The GOP does not yet have a coherent framework – rhetorically, politically, or in terms of policy – to restore middle class confidence. Or, in Kotkin’s terms, to present the middle class with a positive vision for growth.
Today, to get the discussion going, we feature a mini-symposium of some bright minds on the right, providing an answer in just a few lines apiece to the question: what should the GOP do to improve the prospects of the middle class?
The mini-symposium participants are: David Brooks, Kevin Hassett, Gary Andres, Nick Schulz, and Ross Douthat.
David Brooks
Columnist, New York Times
The most fundamental threat to the middle class is the stagnation of human capital. Graduation rates from college have been flat for a generation. Single parenthood is skyrocketing, among all races and ethnic groups. Social trust is breaking down.
There's no one solution. Building human capital is like nutrition. You have to do it in different ways every day. It starts with better early childhood education, the single most effective investment. It shouldn't be state run, but where applicable it should be state funded. Then there are mentorship programs to support students through college. Job training programs should be turned into voucher programs. Perhaps no job training programs work in the end, but the workers themselves should at least be in control. There should also be social entrepreneurship funds - locally-controlled pots of money to support secular and faith-based groups.

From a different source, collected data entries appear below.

use classes::NamingServerConfig;
use std::process;

#[tokio::main]
async fn main() {
    let debug = std::env::args().skip(1).any(|arg| arg == "-debug");
    let logger = classes::create_root_logger_for_stdout("NamingServer".to_string(), debug);

    let config = NamingServerConfig {
        address: classes::default_naming_address(),
        info_logger: logger.clone(),
    };

    let server = match classes::try_create_naming_server(config).await {
        Ok(server) => server,
        Err(e) => {
            eprintln!("ERROR: {}", e);
            process::exit(1);
        }
    };

    if let Err(e) = tokio::signal::ctrl_c().await {
        slog::error!(logger, "Cannot listen for Ctrl-C: {}", e);
    }

    slog::info!(logger, "Exiting naming server...");
    server.shutdown().await;
}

Basically, people have to grow up in dense communities, with a thousand influences pointing them in the right direction, from conception onward.
Kevin Hassett
Director of Economic Studies, American Enterprise Institute
The most important thing that the GOP can do to help the middle class is cut the corporate tax rate. When Japan cuts its rate next year, we will stand out as the highest corporate tax country on earth. That encourages firms to locate plants in lower tax countries, and depresses jobs here at home. The impact of tax minimization by multinationals is so dramatic that there is a clear Laffer curve in the international corporate tax data. Higher tax rates depress revenue because it is so easy to transfer price profits into low tax jurisdictions.
This tax game has a terrible impact on blue collar workers. My colleague Aparna Mathur and I studied many years of data, and found a very strong link between corporate tax rates and wages. Low tax countries attract capital, and that capital increases the productivity of workers and their take home pay.
Earth to Washington: If you want to see higher job creation, cut what is soon to be the highest tax on earth.
Gary Andres
The Weekly Standard & Dutko Worldwide
Middle class Americans suffer due to a federal government that can’t take its hands off the wheel of power. When Washington gets too big and demanding, it squelches creativity, burdens entrepreneurs – and disadvantages workers.
Education and training programs are a great example. Republicans could champion the middle class by providing governors more flexibility to use Pell grants for shorter-term vocational programs. Current rules are too rigid, aimed more at providing educational institutions money, not middle class job skills.
Giving states the authority to experiment with health insurance alternatives is another example. Obamacare’s one size fits all approach will ultimately hurt the middle class.
Finally, promoting pro-growth policies like lower taxes on business and more free trade agreements will create an environment where middle class job creation can flourish.
The best way to help the middle class is through a smaller, more flexible federal government – one that creates an environment for opportunity, not a Washington-based scheme to get there.
Nick Schulz
Editor-in-Chief, The American
The middle class needs two things -- rising economic growth and stable families. There is little policy can do to help the weakness of the family in the short run. How about growth? New firm formation is indispensible to economic growth. To get more of it, the GOP should make young firms exempt from payroll taxes.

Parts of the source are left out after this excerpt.